--- Supplied data ---

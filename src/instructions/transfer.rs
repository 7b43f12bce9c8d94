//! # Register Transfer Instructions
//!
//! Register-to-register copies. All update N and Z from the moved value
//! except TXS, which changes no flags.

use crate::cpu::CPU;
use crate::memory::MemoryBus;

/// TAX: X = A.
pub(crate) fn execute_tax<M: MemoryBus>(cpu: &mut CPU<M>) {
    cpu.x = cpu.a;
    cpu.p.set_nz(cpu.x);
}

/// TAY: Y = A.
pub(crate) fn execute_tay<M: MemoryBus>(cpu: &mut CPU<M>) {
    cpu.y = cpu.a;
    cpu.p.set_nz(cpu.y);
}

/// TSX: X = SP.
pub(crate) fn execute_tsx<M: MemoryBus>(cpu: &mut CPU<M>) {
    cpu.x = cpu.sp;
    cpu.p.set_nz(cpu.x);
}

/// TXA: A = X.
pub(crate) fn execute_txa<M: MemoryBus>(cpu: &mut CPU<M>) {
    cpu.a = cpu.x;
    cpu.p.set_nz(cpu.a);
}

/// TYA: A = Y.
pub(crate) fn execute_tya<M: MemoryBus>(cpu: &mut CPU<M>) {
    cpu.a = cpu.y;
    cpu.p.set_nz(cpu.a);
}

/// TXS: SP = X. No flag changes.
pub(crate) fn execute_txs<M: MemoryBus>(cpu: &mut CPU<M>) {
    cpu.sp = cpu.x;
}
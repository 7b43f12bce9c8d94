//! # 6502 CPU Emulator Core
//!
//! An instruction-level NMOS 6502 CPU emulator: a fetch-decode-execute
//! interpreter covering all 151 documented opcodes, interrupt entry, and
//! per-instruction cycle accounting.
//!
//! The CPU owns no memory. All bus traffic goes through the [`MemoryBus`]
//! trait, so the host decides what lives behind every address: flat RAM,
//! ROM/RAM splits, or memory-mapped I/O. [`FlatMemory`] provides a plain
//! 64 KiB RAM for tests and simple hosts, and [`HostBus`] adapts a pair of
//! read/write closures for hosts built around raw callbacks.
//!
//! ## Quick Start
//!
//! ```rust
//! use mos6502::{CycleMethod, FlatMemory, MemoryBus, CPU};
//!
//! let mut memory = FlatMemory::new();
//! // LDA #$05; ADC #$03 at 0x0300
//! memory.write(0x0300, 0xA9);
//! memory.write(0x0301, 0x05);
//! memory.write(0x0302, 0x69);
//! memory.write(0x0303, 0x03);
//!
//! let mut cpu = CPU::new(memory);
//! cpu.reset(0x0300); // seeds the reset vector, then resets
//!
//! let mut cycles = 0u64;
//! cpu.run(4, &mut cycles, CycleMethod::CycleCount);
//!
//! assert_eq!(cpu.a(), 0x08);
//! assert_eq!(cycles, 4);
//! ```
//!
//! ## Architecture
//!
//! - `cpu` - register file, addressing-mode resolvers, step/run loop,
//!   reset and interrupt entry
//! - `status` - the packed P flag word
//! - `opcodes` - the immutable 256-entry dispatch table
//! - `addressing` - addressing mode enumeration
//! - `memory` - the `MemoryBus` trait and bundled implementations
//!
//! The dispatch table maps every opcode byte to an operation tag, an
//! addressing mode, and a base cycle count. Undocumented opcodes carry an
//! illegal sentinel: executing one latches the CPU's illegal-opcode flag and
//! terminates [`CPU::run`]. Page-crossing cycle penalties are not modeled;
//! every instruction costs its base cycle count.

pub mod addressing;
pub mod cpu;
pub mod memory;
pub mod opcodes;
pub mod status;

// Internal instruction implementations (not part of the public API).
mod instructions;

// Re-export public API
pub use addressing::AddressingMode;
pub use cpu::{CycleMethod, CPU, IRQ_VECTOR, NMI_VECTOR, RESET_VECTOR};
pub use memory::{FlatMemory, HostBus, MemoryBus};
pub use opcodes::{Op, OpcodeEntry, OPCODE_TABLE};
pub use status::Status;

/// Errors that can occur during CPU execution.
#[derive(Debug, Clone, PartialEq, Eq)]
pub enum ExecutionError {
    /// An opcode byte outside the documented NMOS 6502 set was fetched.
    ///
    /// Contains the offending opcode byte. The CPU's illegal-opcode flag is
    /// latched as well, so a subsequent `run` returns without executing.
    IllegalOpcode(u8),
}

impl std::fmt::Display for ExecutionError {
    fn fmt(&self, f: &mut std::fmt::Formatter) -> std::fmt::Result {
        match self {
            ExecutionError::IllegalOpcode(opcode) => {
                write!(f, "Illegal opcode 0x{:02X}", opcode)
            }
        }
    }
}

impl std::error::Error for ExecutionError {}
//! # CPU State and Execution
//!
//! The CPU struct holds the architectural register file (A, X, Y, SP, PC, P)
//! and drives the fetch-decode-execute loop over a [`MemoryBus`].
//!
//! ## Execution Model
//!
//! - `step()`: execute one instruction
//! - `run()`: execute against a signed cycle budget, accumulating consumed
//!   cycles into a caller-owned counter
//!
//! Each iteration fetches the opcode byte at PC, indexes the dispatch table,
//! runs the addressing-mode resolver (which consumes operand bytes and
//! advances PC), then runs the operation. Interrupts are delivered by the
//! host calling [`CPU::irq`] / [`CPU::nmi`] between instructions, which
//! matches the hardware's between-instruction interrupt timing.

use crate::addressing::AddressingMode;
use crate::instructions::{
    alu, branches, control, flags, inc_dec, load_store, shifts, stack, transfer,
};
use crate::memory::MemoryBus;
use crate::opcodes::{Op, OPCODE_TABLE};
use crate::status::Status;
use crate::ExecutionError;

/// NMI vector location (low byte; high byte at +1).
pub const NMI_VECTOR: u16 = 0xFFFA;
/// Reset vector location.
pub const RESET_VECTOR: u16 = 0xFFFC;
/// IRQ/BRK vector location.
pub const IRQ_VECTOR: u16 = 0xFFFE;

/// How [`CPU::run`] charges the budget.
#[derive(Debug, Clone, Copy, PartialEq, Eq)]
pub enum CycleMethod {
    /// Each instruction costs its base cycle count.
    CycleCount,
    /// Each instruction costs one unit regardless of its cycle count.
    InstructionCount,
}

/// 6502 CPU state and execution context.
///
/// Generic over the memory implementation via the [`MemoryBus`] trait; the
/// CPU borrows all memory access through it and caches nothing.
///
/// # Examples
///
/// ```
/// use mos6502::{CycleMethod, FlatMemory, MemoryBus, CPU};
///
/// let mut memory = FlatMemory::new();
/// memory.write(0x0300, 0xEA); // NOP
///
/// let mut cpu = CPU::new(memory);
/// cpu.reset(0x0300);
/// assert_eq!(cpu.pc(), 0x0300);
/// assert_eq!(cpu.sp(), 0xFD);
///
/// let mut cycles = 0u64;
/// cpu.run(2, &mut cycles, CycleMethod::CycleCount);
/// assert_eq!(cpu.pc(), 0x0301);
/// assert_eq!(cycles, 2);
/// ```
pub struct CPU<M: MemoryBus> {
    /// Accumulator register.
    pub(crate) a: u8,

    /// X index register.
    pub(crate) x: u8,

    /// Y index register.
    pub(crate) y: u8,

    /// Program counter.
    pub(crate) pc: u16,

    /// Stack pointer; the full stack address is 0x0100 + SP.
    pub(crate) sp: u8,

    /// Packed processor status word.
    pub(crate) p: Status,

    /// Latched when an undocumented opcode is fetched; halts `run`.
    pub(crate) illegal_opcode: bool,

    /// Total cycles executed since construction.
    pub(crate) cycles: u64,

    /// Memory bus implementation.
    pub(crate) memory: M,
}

---
--- Supplied data ---

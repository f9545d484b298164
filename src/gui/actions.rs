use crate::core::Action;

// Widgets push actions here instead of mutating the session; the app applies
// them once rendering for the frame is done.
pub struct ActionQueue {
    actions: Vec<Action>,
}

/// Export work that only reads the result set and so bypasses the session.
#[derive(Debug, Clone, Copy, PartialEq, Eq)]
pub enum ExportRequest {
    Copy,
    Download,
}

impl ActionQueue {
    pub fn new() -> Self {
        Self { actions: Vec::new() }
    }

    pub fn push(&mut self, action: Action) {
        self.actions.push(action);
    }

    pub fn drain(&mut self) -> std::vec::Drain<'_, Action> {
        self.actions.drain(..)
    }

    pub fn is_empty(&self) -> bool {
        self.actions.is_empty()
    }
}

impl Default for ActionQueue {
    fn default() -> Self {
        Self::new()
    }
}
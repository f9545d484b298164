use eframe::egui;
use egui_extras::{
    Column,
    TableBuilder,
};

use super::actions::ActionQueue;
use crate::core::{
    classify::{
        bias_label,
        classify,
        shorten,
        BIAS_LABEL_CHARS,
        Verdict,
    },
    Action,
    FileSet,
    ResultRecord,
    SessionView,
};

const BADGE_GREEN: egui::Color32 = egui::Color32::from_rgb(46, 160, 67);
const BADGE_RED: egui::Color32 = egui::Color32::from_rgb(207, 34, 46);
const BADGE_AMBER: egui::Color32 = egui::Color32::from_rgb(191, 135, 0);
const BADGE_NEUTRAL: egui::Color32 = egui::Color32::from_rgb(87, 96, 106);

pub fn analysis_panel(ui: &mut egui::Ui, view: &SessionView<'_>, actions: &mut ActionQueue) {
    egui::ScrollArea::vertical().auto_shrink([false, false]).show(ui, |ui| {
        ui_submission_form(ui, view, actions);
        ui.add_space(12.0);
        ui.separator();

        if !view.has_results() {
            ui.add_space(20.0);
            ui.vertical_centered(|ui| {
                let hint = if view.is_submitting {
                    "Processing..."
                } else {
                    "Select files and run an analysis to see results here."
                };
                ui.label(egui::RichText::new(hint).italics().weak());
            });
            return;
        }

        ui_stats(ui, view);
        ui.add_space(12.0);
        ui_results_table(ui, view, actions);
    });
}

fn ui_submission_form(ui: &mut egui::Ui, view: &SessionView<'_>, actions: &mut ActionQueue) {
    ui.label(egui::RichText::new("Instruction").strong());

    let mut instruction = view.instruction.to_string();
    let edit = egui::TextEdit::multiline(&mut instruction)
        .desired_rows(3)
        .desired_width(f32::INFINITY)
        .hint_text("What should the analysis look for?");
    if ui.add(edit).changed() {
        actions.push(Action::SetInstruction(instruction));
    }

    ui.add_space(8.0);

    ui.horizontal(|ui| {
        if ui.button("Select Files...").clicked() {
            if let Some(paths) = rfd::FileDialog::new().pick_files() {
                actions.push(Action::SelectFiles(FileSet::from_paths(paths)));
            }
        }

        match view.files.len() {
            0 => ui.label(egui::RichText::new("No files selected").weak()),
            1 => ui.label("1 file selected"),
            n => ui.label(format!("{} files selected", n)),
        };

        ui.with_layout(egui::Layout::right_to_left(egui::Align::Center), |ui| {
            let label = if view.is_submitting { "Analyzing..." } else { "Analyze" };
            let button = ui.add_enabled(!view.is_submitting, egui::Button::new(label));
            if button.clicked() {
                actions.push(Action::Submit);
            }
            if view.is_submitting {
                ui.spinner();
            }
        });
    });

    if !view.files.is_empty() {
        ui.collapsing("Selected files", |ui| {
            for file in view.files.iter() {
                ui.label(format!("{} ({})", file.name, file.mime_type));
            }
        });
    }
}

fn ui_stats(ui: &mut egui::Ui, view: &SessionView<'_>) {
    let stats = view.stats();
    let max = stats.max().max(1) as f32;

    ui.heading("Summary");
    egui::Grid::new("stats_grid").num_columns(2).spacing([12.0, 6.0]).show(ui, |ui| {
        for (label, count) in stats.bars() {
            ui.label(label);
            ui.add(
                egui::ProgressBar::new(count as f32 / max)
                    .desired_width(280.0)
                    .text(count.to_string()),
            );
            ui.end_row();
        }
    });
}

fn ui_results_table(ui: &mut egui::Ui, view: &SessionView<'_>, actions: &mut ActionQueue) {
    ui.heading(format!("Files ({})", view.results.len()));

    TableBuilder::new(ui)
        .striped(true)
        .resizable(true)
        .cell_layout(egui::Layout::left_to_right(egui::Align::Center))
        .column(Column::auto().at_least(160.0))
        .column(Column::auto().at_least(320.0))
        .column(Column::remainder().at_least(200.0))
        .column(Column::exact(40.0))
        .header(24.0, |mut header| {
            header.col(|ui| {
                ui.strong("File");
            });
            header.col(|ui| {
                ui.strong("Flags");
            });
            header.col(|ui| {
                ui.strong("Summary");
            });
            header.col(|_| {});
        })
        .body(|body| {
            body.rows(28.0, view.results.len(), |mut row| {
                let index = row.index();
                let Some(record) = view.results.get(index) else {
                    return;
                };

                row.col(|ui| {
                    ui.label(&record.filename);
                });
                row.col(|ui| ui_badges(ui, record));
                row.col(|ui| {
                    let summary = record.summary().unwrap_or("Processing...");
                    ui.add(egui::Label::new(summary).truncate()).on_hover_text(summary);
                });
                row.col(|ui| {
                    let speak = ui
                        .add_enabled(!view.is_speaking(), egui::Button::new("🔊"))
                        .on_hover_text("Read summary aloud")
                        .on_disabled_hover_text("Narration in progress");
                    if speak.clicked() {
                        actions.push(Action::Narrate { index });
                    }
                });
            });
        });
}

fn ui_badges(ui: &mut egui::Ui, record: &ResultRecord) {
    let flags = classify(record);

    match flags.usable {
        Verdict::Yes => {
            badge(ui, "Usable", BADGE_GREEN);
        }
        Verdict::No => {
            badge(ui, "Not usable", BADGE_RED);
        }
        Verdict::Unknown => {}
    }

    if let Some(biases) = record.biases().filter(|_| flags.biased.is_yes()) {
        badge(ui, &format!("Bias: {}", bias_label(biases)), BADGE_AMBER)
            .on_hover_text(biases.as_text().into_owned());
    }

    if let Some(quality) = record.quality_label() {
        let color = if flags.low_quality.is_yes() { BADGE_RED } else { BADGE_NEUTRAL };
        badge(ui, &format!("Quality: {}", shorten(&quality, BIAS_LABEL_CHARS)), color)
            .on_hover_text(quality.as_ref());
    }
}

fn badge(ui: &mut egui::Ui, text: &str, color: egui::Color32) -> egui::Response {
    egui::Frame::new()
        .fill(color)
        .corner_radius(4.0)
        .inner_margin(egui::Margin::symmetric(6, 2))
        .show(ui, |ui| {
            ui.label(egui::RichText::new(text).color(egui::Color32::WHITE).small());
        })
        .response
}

---

*Directions for this task*
Using the records above, copy word for word the line with "filename src/instructions/transfer.rs", the line with "TYA: A = Y.", and every line between them.

*Task answer*
filename src/instructions/transfer.rs
repository 7b43f12bce9c8d94
//! # Register Transfer Instructions
//!
//! Register-to-register copies. All update N and Z from the moved value
//! except TXS, which changes no flags.

use crate::cpu::CPU;
use crate::memory::MemoryBus;

/// TAX: X = A.
pub(crate) fn execute_tax<M: MemoryBus>(cpu: &mut CPU<M>) {
    cpu.x = cpu.a;
    cpu.p.set_nz(cpu.x);
}

/// TAY: Y = A.
pub(crate) fn execute_tay<M: MemoryBus>(cpu: &mut CPU<M>) {
    cpu.y = cpu.a;
    cpu.p.set_nz(cpu.y);
}

/// TSX: X = SP.
pub(crate) fn execute_tsx<M: MemoryBus>(cpu: &mut CPU<M>) {
    cpu.x = cpu.sp;
    cpu.p.set_nz(cpu.x);
}

/// TXA: A = X.
pub(crate) fn execute_txa<M: MemoryBus>(cpu: &mut CPU<M>) {
    cpu.a = cpu.x;
    cpu.p.set_nz(cpu.a);
}

/// TYA: A = Y.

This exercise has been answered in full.